Ford returned to the Indians along with Dick Bosman from the Rangers for Steve Dunning on May 10, 1973. He appeared in only 11 big league games that season, hitting .225 in 40 at-bats. He played his final game on September 29.

Although his major league career was over after 1973, on April 24, 1974, Ford was traded back to the Rangers for Charlie Hudson. He spent the 1974 season playing for Cleveland's AAA affiliate, the Oklahoma City 89ers, and the Hawaii Islanders, a San Diego Padres' AAA team. He spent the next eight seasons playing in the Mexican League, before retiring from baseball after the 1982 season.

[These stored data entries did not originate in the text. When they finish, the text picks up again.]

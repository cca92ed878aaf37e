//! Configuration management for dmv-office
//!
//! Config stored at: ~/.config/dmv-office/config.json

use dmv_domain::policy::{
    DEFAULT_BASE_FEE, DEFAULT_EV_SURCHARGE, DEFAULT_MIN_WRITTEN_TEST_AGE,
    DEFAULT_RENEWAL_AFTER_YEARS,
};
use dmv_domain::RulePolicy;
use dmv_types::{ConfigError, OutputFormat, Result};
use serde::{Deserialize, Serialize};
use std::path::{Path, PathBuf};

/// Application configuration
#[derive(Debug, Clone, PartialEq, Eq, Serialize, Deserialize)]
pub struct Config {
    /// Default output format (json, table)
    #[serde(default)]
    pub output_format: OutputFormat,

    /// Registration fee for every vehicle
    #[serde(default = "default_base_fee")]
    pub base_fee: u64,

    /// Extra fee for electric vehicles
    #[serde(default = "default_ev_surcharge")]
    pub ev_surcharge: u64,

    /// Minimum age for the written test
    #[serde(default = "default_min_written_test_age")]
    pub min_written_test_age: u32,

    /// Years after which a vehicle registration is due for renewal
    #[serde(default = "default_renewal_after_years")]
    pub renewal_after_years: u32,
}

fn default_base_fee() -> u64 {
    DEFAULT_BASE_FEE
}

fn default_ev_surcharge() -> u64 {
    DEFAULT_EV_SURCHARGE
}

fn default_min_written_test_age() -> u32 {
    DEFAULT_MIN_WRITTEN_TEST_AGE
}

fn default_renewal_after_years() -> u32 {
    DEFAULT_RENEWAL_AFTER_YEARS
}

impl Default for Config {
    fn default() -> Self {
        Self {
            output_format: OutputFormat::Table,
            base_fee: default_base_fee(),
            ev_surcharge: default_ev_surcharge(),
            min_written_test_age: default_min_written_test_age(),
            renewal_after_years: default_renewal_after_years(),
        }
    }
}

impl Config {
    /// Get the config directory path
    pub fn config_dir() -> Result<PathBuf> {
        let config_dir = dirs::config_dir()
            .ok_or(ConfigError::NotFound)?
            .join("dmv-office");
        Ok(config_dir)
    }

    /// Get the config file path
    pub fn config_path() -> Result<PathBuf> {
        Ok(Self::config_dir()?.join("config.json"))
    }

    /// Load config from the default location, or fall back to defaults
    pub fn load() -> Result<Self> {
        Self::load_from(&Self::config_path()?)
    }

    pub fn load_from(path: &Path) -> Result<Self> {
        if !path.exists() {
            return Ok(Config::default());
        }
        let content = std::fs::read_to_string(path)?;
        let config: Config = serde_json::from_str(&content)
            .map_err(|e| ConfigError::ParseError(format!("{}: {}", path.display(), e)))?;
        config.validate()?;
        Ok(config)
    }

    /// The electric vehicle fee (base fee plus surcharge) must fit in a `u64`
    pub fn validate(&self) -> Result<()> {
        match self.base_fee.checked_add(self.ev_surcharge) {
            Some(_) => Ok(()),
            None => Err(ConfigError::InvalidValue(format!(
                "base fee {} plus EV surcharge {} is too large",
                self.base_fee, self.ev_surcharge
            ))
            .into()),
        }
    }

    /// Save config to the default location
    pub fn save(&self) -> Result<()> {
        self.save_to(&Self::config_path()?)
    }

    pub fn save_to(&self, path: &Path) -> Result<()> {
        self.validate()?;
        if let Some(parent) = path.parent() {
            std::fs::create_dir_all(parent)
                .map_err(|e| ConfigError::SaveError(e.to_string()))?;
        }
        let content = serde_json::to_string_pretty(self)?;
        std::fs::write(path, content).map_err(|e| ConfigError::SaveError(e.to_string()))?;
        Ok(())
    }

    /// Rule parameters handed to every facility
    pub fn policy(&self) -> RulePolicy {
        RulePolicy {
            base_fee: self.base_fee,
            ev_surcharge: self.ev_surcharge,
            min_written_test_age: self.min_written_test_age,
            renewal_after_years: self.renewal_after_years,
        }
    }
}

impl std::fmt::Display for Config {
    fn fmt(&self, f: &mut std::fmt::Formatter<'_>) -> std::fmt::Result {
        writeln!(f, "DMV Office Configuration")?;
        writeln!(f, "========================")?;
        writeln!(f)?;
        writeln!(f, "Output format:        {}", self.output_format)?;
        writeln!(f, "Base fee:             {}", self.base_fee)?;
        writeln!(f, "EV surcharge:         {}", self.ev_surcharge)?;
        writeln!(f, "Written test min age: {}", self.min_written_test_age)?;
        writeln!(f, "Renewal after years:  {}", self.renewal_after_years)?;

        if let Ok(path) = Self::config_path() {
            writeln!(f)?;
            writeln!(f, "Config file:          {}", path.display())?;
        }

        Ok(())
    }
}

#[cfg(test)]
mod tests {
    use super::*;
    use tempfile::tempdir;

    #[test]
    fn test_default_policy_matches_domain_default() {
        assert_eq!(Config::default().policy(), RulePolicy::default());
    }

    #[test]
    fn test_missing_file_gives_defaults() {
        let dir = tempdir().unwrap();
        let config = Config::load_from(&dir.path().join("config.json")).unwrap();
        assert_eq!(config, Config::default());
    }

    #[test]
    fn test_partial_file_fills_defaults() {
        let dir = tempdir().unwrap();
        let path = dir.path().join("config.json");
        std::fs::write(&path, r#"{"output_format":"json","ev_surcharge":50}"#).unwrap();

        let config = Config::load_from(&path).unwrap();
        assert_eq!(config.output_format, OutputFormat::Json);
        assert_eq!(config.ev_surcharge, 50);
        assert_eq!(config.base_fee, 100);
        assert_eq!(config.min_written_test_age, 16);
    }

    #[test]
    fn test_save_then_load() {
        let dir = tempdir().unwrap();
        let path = dir.path().join("nested").join("config.json");
        let config = Config { base_fee: 90, ..Config::default() };
        config.save_to(&path).unwrap();
        assert_eq!(Config::load_from(&path).unwrap(), config);
    }

    #[test]
    fn test_corrupt_file_is_parse_error() {
        let dir = tempdir().unwrap();
        let path = dir.path().join("config.json");
        std::fs::write(&path, "{not json").unwrap();
        assert!(matches!(
            Config::load_from(&path),
            Err(dmv_types::Error::Config(ConfigError::ParseError(_)))
        ));
    }

    #[test]
    fn test_fee_overflow_is_rejected() {
        let dir = tempdir().unwrap();
        let path = dir.path().join("config.json");
        let config = Config { base_fee: u64::MAX, ev_surcharge: 1, ..Config::default() };
        assert!(matches!(
            config.save_to(&path),
            Err(dmv_types::Error::Config(ConfigError::InvalidValue(_)))
        ));
        assert!(!path.exists());

        std::fs::write(&path, format!(r#"{{"base_fee":{},"ev_surcharge":1}}"#, u64::MAX)).unwrap();
        assert!(matches!(
            Config::load_from(&path),
            Err(dmv_types::Error::Config(ConfigError::InvalidValue(_)))
        ));
    }
}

Overall, Ford hit .219 in 240 major league games. In 711 at-bats, he hit 17 home runs and drove in 68 runs.

==Personal life and death==
Following his playing career, Ford coached youth baseball in his native New Jersey and then at Huston-Tillotson University, an NAIA school, where he coached his youngest son, Tim.

He was the grandfather of Darren Ford, who played two seasons for the San Francisco Giants in 2010 and 2011.

Ford died in Austin, Texas, on September 15, 2025, at the age of 78.